I've been building and rebuilding my SunFire x4500 (16GB ECC Ram) with 48 disks (two are 128GB ssds currently not used in my pool and one is a 256gb ssd cache disk, used in the pool) on 9.2.0 x64. Everything was running great until the scrub kicked in and then the system just puked.

I'm guessing it ran across a potentially faulty disk but would think the entire system shouldn't go offline. When I rebooted the system, it did come back. Pool looked clean.

I ran the smartctl -t short against all disks active in the pool. Two came back with SMART errors...ada30 and 37.

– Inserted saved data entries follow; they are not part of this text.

//! Notification rule commands

use anyhow::{anyhow, bail, Result};
use clap::Subcommand;

use super::session::{runtime, Session};
use crate::domain::{ItemId, ItemStatus, Priority};
use crate::notify::{Channel, Condition, NotificationConfig, Trigger};

#[derive(Subcommand)]
pub enum NotifyCommands {
    /// Attach a notification rule to the timeline
    ///
    /// Templates may reference ${timeline.name}, ${item.name}, ${item.status}, ...
    ///
    /// Examples:
    ///   timeline notify add --trigger stage_complete --template '${item.name} done'
    ///   timeline notify add --trigger custom:rollback --channel slack --template 'Rolling back'
    Add {
        /// stage_start, stage_complete, milestone_reached, milestone_missed,
        /// timeline_start, timeline_complete, dependency_ready or custom:NAME
        #[arg(long)]
        trigger: Trigger,

        /// Delivery channel (defaults to the configured channel)
        #[arg(long)]
        channel: Option<Channel>,

        /// Message template
        #[arg(long)]
        template: String,

        /// Recipient (repeatable)
        #[arg(long = "recipient")]
        recipients: Vec<String>,

        /// Only fire for items at or above this priority
        #[arg(long)]
        min_priority: Option<Priority>,

        /// Only fire for items in this status
        #[arg(long)]
        status: Option<ItemStatus>,

        /// Only fire for this item
        #[arg(long)]
        item: Option<String>,
    },

    /// List notification rules
    List,

    /// Remove a notification rule
    Remove {
        /// Rule index (see `notify list`)
        index: usize,
    },

    /// Send one rule now, ignoring its trigger and condition
    Test {
        /// Rule index (see `notify list`)
        index: usize,

        /// Item to render the template against
        #[arg(long)]
        item: Option<String>,
    },

    /// Fire the rules for a custom trigger
    Fire {
        /// Custom trigger name (without the `custom:` prefix)
        name: String,

        /// Item the trigger is about
        #[arg(long)]
        item: Option<String>,
    },
}

pub fn run(cmd: NotifyCommands, session: &Session) -> Result<()> {
    match cmd {
        NotifyCommands::Add {
            trigger,
            channel,
            template,
            recipients,
            min_priority,
            status,
            item,
        } => {
            let channel =
                channel.unwrap_or(session.workspace.config().notifications().default_channel);
            let item = item.as_deref().map(Session::parse_item).transpose()?;
            let mut config = NotificationConfig::new(trigger, channel, template);
            if !recipients.is_empty() {
                config = config.with_recipients(recipients);
            }
            if let Some(condition) = build_condition(min_priority, status, item) {
                config = config.with_condition(condition);
            }
            add_rule(session, config)
        }
        NotifyCommands::List => list_rules(session),
        NotifyCommands::Remove { index } => remove_rule(session, index),
        NotifyCommands::Test { index, item } => test_rule(session, index, item.as_deref()),
        NotifyCommands::Fire { name, item } => fire_custom(session, &name, item.as_deref()),
    }
}

/// Combines the filter flags; several flags must all hold
fn build_condition(
    min_priority: Option<Priority>,
    status: Option<ItemStatus>,
    item: Option<ItemId>,
) -> Option<Condition> {
    let mut conditions = Vec::new();
    if let Some(priority) = min_priority {
        conditions.push(Condition::PriorityAtLeast { priority });
    }
    if let Some(status) = status {
        conditions.push(Condition::StatusIs { status });
    }
    if let Some(id) = item {
        conditions.push(Condition::ItemIdIs { id });
    }

    match conditions.len() {
        0 => None,
        1 => conditions.pop(),
        _ => Some(Condition::All { conditions }),
    }
}

fn add_rule(session: &Session, config: NotificationConfig) -> Result<()> {
    let trigger = config.trigger.clone();
    let channel = config.channel;
    let index = session.mutate(|timeline| {
        timeline.notifications.push(config);
        Ok(timeline.notifications.len() - 1)
    })?;

    let output = session.output;
    if output.is_json() {
        output.data(&serde_json::json!({
            "index": index,
            "trigger": trigger,
            "channel": channel,
        }));
    } else {
        println!("Added notification [{}]: {} via {}", index, trigger, channel);
    }
    Ok(())
}

fn list_rules(session: &Session) -> Result<()> {
    let output = session.output;
    let timeline = session.load()?;

    if output.is_json() {
        output.data(&timeline.notifications);
    } else if timeline.notifications.is_empty() {
        println!("No notification rules.");
    } else {
        for (index, config) in timeline.notifications.iter().enumerate() {
            let recipients = config
                .recipients
                .as_ref()
                .map(|r| r.join(","))
                .unwrap_or_else(|| "-".to_string());
            println!(
                "[{}] {:<20} {:<8} {:<20} {}",
                index,
                config.trigger.to_string(),
                config.channel.as_str(),
                recipients,
                config.template
            );
        }
    }
    Ok(())
}

fn remove_rule(session: &Session, index: usize) -> Result<()> {
    let removed = session.mutate(|timeline| {
        if index < timeline.notifications.len() {
            Ok(Some(timeline.notifications.remove(index)))
        } else {
            Ok(None)
        }
    })?;

    match removed {
        Some(config) => {
            session.output.success(&format!(
                "Removed notification [{}]: {} via {}",
                index, config.trigger, config.channel
            ));
            Ok(())
        }
        None => bail!("No notification rule at index {}", index),
    }
}

fn test_rule(session: &Session, index: usize, item: Option<&str>) -> Result<()> {
    let timeline = session.load()?;
    let config = timeline
        .notifications
        .get(index)
        .ok_or_else(|| anyhow!("No notification rule at index {}", index))?;
    let item = match item {
        Some(raw) => {
            let id = Session::parse_item(raw)?;
            Some(
                timeline
                    .get(&id)
                    .ok_or_else(|| anyhow!("Item not found: {}", id))?,
            )
        }
        None => None,
    };

    let service = session.notification_service();
    let delivered = runtime()?.block_on(service.send_notification(config, &timeline, item))?;

    let output = session.output;
    if output.is_json() {
        output.data(&serde_json::json!({ "index": index, "delivered": delivered }));
    } else if delivered {
        println!("Notification [{}] delivered via {}", index, config.channel);
    } else {
        bail!("Notification [{}] was not delivered", index);
    }
    Ok(())
}

fn fire_custom(session: &Session, name: &str, item: Option<&str>) -> Result<()> {
    let timeline = session.load()?;
    let item = item.map(Session::parse_item).transpose()?;

    let service = session.notification_service();
    let outcomes =
        runtime()?.block_on(service.dispatch_custom(&timeline, name, item.as_ref()));
    session.report(&outcomes);

    let delivered = outcomes.iter().filter(|o| o.delivered()).count();
    let output = session.output;
    if output.is_json() {
        output.data(&serde_json::json!({
            "trigger": Trigger::Custom(name.to_string()),
            "matched": outcomes.len(),
            "delivered": delivered,
        }));
    } else {
        println!(
            "custom:{}: {} of {} notification(s) delivered",
            name,
            delivered,
            outcomes.len()
        );
    }
    Ok(())
}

My question is... How the heck to find the disk? I remember oracle had a package that would identify the device and its position in the chassis (SUNWhd). I do have the SN, so theoretically, i could shut it down, open up the chassis and pull each drive one at a time to find it...and then replace the drives in question. Any other suggestions?
 

rm-r

Contributor
Joined
Jan 7, 2013
Messages
166
if you look in var/log/messages you can see the bootup sequence recoded and it will show the "adann" and then the type of disk and its serial number - then you would need to look at each physical disk.... i learnt this the hard way so now all disks are labelled on the outside edge so i can see without removing them!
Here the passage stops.